The management had, irrespective of the improved business environments, continued to take
concerted actions to control costs and raise productivity. These efforts had paid off in terms of
strengthening our competitiveness and creating economic value. Coupled with the substantial
investment return of US$1.82 million from the two associate companies, namely Chiwan
Sembawang Engineering Co Ltd and Chiwan Offshore Petroleum Equipment Repair &
manufacture Co., Ltd which involve in offshore engineerings, the Company’s net profit increased
by 34.2% to US$7.27 million.
CSE recorded a net profit of US$5.55 million for the year of 2001, a 5 times increase on a year-
on-year basis. As a result of the management’s efforts to enhance the internal control and
reorient its marketing strategy in the intensified industry competition, CPEC continued to be
profitable for the year of 2001.
III. Application of the Proceeds
The company had invested US$20.5 million raised from stock market in its1995 floatation in the
projects approved by AGM. All the projects had been completed by the end of 1996 and the
results of which were disclosed accordingly.
IV. Business prospects
In view of the stable international oil price and the desire of PRC government to increase offshore
oil & gas production, we shall expect a consistent offshore oil drilling activities in the South
China Sea which would result in sustained income from our core business. This, together with
PRC accession into WTO, provides a solid platform for the base to expand its petroleum logistics
business into asset-based logistics sector with an aim of providing value-added services and thus
enhancing profitability of the company. For this purpose, the Company had set up a branch
company in Shanghai to build a distribution park and provide hardware facility for both domestic
and international third party logistics companies.

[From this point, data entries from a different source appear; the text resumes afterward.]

//! Account and review workflows on top of the repository
//!
//! These are the checks the form handlers perform before touching storage:
//! username availability, password and comment length, credential checks.

use tracing::info;

use crate::credentials::{hash_password, verify_password};
use crate::model::{Review, ReviewTarget, User};
use crate::repository::CatalogueRepository;
use crate::{EntityKind, Error, Result};

pub const MIN_PASSWORD_LEN: usize = 4;
pub const MIN_COMMENT_LEN: usize = 4;

/// Register a new user, hashing the password
pub async fn register_user(
    repo: &dyn CatalogueRepository,
    username: &str,
    password: &str,
) -> Result<User> {
    if password.chars().count() < MIN_PASSWORD_LEN {
        return Err(Error::InvalidInput(format!(
            "password must be at least {} characters",
            MIN_PASSWORD_LEN
        )));
    }

    let user = User::new(username, hash_password(password))?;
    if repo.get_user(user.username()).await?.is_some() {
        return Err(Error::Duplicate {
            kind: EntityKind::User,
            key: user.username().to_string(),
        });
    }

    repo.add_user(user.clone()).await?;
    info!("Registered user '{}'", user.username());
    Ok(user)
}

/// Resolve a user by name and password
pub async fn authenticate(
    repo: &dyn CatalogueRepository,
    username: &str,
    password: &str,
) -> Result<User> {
    match repo.get_user(username).await? {
        Some(user) if verify_password(password, user.password_hash()) => Ok(user),
        _ => Err(Error::InvalidCredentials),
    }
}

/// Validate and store a review by an existing user
pub async fn post_review(
    repo: &dyn CatalogueRepository,
    username: &str,
    target: ReviewTarget,
    comment: &str,
    rating: u8,
) -> Result<Review> {
    let comment = comment.trim();
    if comment.chars().count() < MIN_COMMENT_LEN {
        return Err(Error::InvalidInput("comment too short".to_string()));
    }

    let review = Review::new(username, target, comment, rating)?;
    repo.add_review(review.clone()).await?;
    info!("'{}' reviewed {}", review.username(), review.target());
    Ok(review)
}

#[cfg(test)]
mod tests {
    use super::*;
    use crate::model::Movie;
    use crate::MemoryRepository;

    async fn repo_with_movie() -> MemoryRepository {
        let repo = MemoryRepository::new();
        repo.add_movie(Movie::new("Prometheus", 2012).unwrap())
            .await
            .unwrap();
        repo
    }

    #[tokio::test]
    async fn test_register_then_authenticate() {
        let repo = MemoryRepository::new();

        let user = register_user(&repo, "Kurisu", "1234Qwer").await.unwrap();
        assert_eq!(user.username(), "kurisu");
        assert_ne!(user.password_hash(), "1234Qwer");

        let found = authenticate(&repo, "KURISU", "1234Qwer").await.unwrap();
        assert_eq!(found, user);
    }

    #[tokio::test]
    async fn test_register_rejects_taken_username() {
        let repo = MemoryRepository::new();
        register_user(&repo, "kurisu", "1234Qwer").await.unwrap();

        let result = register_user(&repo, "Kurisu", "other-pass").await;
        assert!(matches!(
            result,
            Err(Error::Duplicate { kind: EntityKind::User, .. })
        ));
    }

    #[tokio::test]
    async fn test_register_rejects_short_password() {
        let repo = MemoryRepository::new();
        let result = register_user(&repo, "kurisu", "123").await;
        assert!(matches!(result, Err(Error::InvalidInput(_))));
    }

    #[tokio::test]
    async fn test_authenticate_failures() {
        let repo = MemoryRepository::new();
        register_user(&repo, "kurisu", "1234Qwer").await.unwrap();

        assert!(matches!(
            authenticate(&repo, "kurisu", "wrong").await,
            Err(Error::InvalidCredentials)
        ));
        assert!(matches!(
            authenticate(&repo, "nobody", "1234Qwer").await,
            Err(Error::InvalidCredentials)
        ));
    }

    #[tokio::test]
    async fn test_post_review() {
        let repo = repo_with_movie().await;
        register_user(&repo, "kurisu", "1234Qwer").await.unwrap();

        let review = post_review(
            &repo,
            "Kurisu",
            ReviewTarget::Movie("Prometheus".to_string()),
            "  =w=?ss  ",
            10,
        )
        .await
        .unwrap();

        assert_eq!(review.comment(), "=w=?ss");
        let movie = repo.get_movie("Prometheus").await.unwrap().unwrap();
        assert_eq!(movie.reviews(), [review]);
    }

    #[tokio::test]
    async fn test_post_review_rejects_short_comment() {
        let repo = repo_with_movie().await;
        register_user(&repo, "kurisu", "1234Qwer").await.unwrap();

        let result = post_review(
            &repo,
            "kurisu",
            ReviewTarget::Movie("Prometheus".to_string()),
            "Hey",
            10,
        )
        .await;

        assert!(matches!(result, Err(Error::InvalidInput(_))));
        assert!(repo.get_all_reviews().await.unwrap().is_empty());
    }

    #[tokio::test]
    async fn test_post_review_requires_user() {
        let repo = repo_with_movie().await;
        let result = post_review(
            &repo,
            "ghost",
            ReviewTarget::Movie("Prometheus".to_string()),
            "boo boo boo",
            3,
        )
        .await;
        assert!(matches!(
            result,
            Err(Error::UnknownReference { kind: EntityKind::User, .. })
        ));
    }
}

CSE, through which the company participates in offshore engineering industry, would be a new
growth point of the company’s bottom line in the next three years. Its return on shareholders’
investment is expected to exceed 10% in 2002.
The Company expects a healthy growth in net profit for the year 2002.
11
V. Report of the Board of Directors
1. Board Meetings and Resolutions
Shenzhen Chiwan Petroleum Supply Base Co., Ltd. convened eight board meetings in 2001.
(1) The 12th meeting of the second board of director was held by tele-communication on 22nd March
2001. The meeting examined and approved: Annual Report and its abstracts for the year of 2000;
Work Report of the Board of Directors and the General Manager’s Report for the year of 2000;
Financial Report for the year ended 31st December 2000; Dividend Distribution Plan of 2000; and,
Estimated Dividend Distribution Policy for 2001. The resolutions were announced in both Shenzhen
Securities Times and Hong Kong South China Morning Post on 24th and 26th March 2001
respectively.
(2) The 13th meeting of the second board of director was held by tele-communication on 13th April 2001.
The meeting examined and approved the election of members for the next Board of Directors and the
nomination of candidates for the election; and the determination of the time and agenda of seventh
Annual General Meeting. The resolutions were announced in both Shenzhen Securities Times and
Hong Kong South China Morning Post on 14th April 2001 respectively.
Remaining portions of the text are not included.